::: Dataset records

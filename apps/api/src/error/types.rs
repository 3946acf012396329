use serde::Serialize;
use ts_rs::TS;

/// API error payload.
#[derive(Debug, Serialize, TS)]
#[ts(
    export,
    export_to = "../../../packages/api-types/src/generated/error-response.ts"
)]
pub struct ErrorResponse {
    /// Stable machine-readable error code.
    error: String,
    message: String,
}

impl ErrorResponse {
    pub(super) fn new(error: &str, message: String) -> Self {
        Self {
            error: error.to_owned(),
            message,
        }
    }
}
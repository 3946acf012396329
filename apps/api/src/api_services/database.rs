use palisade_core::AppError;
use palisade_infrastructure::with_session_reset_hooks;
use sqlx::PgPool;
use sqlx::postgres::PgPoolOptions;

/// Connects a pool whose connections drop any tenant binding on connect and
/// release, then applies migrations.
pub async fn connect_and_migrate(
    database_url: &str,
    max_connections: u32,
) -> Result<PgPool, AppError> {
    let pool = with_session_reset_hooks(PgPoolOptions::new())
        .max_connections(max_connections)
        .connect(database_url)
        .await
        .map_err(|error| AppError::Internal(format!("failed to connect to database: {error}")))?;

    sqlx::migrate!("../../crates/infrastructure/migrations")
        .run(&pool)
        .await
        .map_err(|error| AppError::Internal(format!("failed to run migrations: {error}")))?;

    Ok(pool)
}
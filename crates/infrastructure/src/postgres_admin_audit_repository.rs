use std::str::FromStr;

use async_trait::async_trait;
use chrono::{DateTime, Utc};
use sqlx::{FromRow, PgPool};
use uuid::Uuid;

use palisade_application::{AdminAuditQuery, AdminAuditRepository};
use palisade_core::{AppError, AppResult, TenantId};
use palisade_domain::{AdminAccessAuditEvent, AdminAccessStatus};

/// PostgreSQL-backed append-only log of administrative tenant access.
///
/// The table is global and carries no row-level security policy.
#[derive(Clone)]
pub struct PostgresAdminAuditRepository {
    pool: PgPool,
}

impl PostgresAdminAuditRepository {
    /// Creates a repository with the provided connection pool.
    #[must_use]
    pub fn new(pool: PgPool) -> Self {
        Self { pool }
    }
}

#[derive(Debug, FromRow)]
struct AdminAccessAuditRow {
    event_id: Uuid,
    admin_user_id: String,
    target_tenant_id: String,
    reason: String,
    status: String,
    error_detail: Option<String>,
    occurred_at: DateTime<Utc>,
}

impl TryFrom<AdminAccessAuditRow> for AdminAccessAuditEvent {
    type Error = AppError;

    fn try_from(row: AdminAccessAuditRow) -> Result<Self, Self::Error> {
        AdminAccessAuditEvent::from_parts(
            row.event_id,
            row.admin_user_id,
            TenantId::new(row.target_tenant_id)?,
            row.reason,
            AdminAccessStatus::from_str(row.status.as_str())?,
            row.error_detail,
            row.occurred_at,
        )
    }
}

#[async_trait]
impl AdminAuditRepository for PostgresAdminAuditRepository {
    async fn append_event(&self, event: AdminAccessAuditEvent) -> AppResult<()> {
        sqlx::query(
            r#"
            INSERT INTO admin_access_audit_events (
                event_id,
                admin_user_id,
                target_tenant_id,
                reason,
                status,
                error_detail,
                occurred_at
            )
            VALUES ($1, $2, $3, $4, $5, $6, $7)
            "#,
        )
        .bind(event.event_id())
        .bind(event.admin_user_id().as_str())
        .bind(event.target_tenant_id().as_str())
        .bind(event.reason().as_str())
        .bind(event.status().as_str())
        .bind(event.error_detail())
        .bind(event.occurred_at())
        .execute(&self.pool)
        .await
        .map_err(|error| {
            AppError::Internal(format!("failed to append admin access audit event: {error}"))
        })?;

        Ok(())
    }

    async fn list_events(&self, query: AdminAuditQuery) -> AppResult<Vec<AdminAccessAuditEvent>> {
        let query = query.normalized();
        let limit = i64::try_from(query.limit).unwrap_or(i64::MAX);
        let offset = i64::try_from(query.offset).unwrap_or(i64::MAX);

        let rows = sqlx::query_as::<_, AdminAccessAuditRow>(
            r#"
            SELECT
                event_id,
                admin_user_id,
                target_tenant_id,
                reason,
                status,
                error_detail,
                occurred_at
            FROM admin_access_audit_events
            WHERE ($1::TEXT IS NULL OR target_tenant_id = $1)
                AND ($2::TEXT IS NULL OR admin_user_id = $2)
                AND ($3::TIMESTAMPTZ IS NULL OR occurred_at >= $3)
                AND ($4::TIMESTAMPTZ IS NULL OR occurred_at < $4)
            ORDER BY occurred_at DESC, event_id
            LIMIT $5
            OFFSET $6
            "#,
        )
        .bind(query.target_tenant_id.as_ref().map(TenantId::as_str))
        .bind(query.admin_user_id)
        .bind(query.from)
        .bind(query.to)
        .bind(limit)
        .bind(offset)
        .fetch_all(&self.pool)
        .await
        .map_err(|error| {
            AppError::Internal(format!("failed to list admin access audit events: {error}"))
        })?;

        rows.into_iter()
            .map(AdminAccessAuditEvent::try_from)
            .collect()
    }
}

::::::
::: Dataset records

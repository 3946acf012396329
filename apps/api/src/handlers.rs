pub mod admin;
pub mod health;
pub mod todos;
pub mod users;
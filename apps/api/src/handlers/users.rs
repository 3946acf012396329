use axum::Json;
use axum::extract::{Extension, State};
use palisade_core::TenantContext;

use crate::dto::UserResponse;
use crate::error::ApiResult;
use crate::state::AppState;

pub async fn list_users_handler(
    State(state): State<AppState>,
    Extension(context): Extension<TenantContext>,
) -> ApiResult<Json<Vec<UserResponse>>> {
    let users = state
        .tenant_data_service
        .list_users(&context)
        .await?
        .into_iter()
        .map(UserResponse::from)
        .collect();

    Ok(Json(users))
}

::::::
::: Dataset records

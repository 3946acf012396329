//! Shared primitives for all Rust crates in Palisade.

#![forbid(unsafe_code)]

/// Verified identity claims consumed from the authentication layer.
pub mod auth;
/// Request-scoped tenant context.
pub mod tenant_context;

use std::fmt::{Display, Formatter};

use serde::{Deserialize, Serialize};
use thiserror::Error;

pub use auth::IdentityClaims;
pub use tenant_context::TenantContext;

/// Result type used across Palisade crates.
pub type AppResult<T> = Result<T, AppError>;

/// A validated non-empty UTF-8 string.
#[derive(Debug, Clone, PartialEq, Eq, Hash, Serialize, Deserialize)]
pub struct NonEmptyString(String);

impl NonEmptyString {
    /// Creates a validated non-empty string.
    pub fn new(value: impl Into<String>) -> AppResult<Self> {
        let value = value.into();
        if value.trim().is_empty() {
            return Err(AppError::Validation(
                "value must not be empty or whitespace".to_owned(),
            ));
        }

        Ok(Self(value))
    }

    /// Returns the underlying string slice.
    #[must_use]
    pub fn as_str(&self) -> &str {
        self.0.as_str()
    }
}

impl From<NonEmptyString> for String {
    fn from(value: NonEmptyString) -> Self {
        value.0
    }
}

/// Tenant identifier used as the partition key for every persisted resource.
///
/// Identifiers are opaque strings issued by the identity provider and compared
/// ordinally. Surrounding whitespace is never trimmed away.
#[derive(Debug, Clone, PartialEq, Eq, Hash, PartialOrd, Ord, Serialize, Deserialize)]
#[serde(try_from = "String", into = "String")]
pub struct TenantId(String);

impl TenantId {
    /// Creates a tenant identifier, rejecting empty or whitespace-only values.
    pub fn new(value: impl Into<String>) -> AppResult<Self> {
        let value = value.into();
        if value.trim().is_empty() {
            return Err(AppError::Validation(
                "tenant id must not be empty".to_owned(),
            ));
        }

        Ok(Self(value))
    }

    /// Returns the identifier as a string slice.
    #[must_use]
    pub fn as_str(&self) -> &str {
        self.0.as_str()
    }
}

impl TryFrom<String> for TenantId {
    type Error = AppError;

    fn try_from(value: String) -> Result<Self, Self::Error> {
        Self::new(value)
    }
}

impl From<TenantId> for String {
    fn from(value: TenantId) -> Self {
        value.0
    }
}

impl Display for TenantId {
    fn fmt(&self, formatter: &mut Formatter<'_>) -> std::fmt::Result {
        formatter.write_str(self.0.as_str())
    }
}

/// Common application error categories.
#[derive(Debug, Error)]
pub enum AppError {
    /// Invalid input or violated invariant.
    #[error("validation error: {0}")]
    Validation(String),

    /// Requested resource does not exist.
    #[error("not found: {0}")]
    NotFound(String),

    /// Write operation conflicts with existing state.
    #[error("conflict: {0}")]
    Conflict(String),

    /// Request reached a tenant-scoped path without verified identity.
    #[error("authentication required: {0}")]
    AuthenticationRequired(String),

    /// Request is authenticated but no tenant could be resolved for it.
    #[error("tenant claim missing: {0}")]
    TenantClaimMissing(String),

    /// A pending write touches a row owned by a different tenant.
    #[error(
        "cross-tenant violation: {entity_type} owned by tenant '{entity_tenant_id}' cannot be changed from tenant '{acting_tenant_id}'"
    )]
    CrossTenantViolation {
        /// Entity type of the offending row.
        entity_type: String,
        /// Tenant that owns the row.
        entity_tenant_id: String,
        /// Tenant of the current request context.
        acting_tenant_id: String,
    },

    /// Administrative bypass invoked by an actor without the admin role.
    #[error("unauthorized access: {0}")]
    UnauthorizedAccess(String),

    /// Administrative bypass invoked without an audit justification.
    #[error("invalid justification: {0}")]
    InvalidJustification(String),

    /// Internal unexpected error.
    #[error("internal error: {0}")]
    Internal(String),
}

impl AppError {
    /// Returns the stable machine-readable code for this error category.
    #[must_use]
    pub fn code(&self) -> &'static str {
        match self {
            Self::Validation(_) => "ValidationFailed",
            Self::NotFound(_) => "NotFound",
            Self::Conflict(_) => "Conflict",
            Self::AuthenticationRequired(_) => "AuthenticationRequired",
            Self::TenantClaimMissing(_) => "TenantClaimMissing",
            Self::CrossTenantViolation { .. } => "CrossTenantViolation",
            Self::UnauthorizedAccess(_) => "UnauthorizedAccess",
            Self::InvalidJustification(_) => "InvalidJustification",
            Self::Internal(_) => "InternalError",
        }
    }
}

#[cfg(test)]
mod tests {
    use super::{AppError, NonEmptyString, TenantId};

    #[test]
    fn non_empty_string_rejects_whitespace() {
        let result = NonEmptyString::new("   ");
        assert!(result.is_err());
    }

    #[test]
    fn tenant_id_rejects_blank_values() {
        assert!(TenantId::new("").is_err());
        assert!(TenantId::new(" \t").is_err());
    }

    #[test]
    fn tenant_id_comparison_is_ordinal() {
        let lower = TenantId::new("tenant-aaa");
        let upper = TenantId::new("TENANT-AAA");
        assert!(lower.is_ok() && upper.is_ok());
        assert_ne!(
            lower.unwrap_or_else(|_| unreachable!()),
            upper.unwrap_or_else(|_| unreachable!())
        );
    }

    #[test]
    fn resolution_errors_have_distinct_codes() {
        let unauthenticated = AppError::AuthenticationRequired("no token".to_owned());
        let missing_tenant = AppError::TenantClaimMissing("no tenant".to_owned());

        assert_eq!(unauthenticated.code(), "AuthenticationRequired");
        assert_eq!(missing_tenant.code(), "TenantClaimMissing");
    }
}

::::::

● Directions for this task
Of the lines above, retype only those from the line containing "filename apps/api/src/handlers.rs" through the line containing "filename apps/api/src/handlers/users.rs", including both, exactly.

● Answer space
filename apps/api/src/handlers.rs
pub mod admin;
pub mod health;
pub mod todos;
pub mod users;
filename apps/api/src/handlers/users.rs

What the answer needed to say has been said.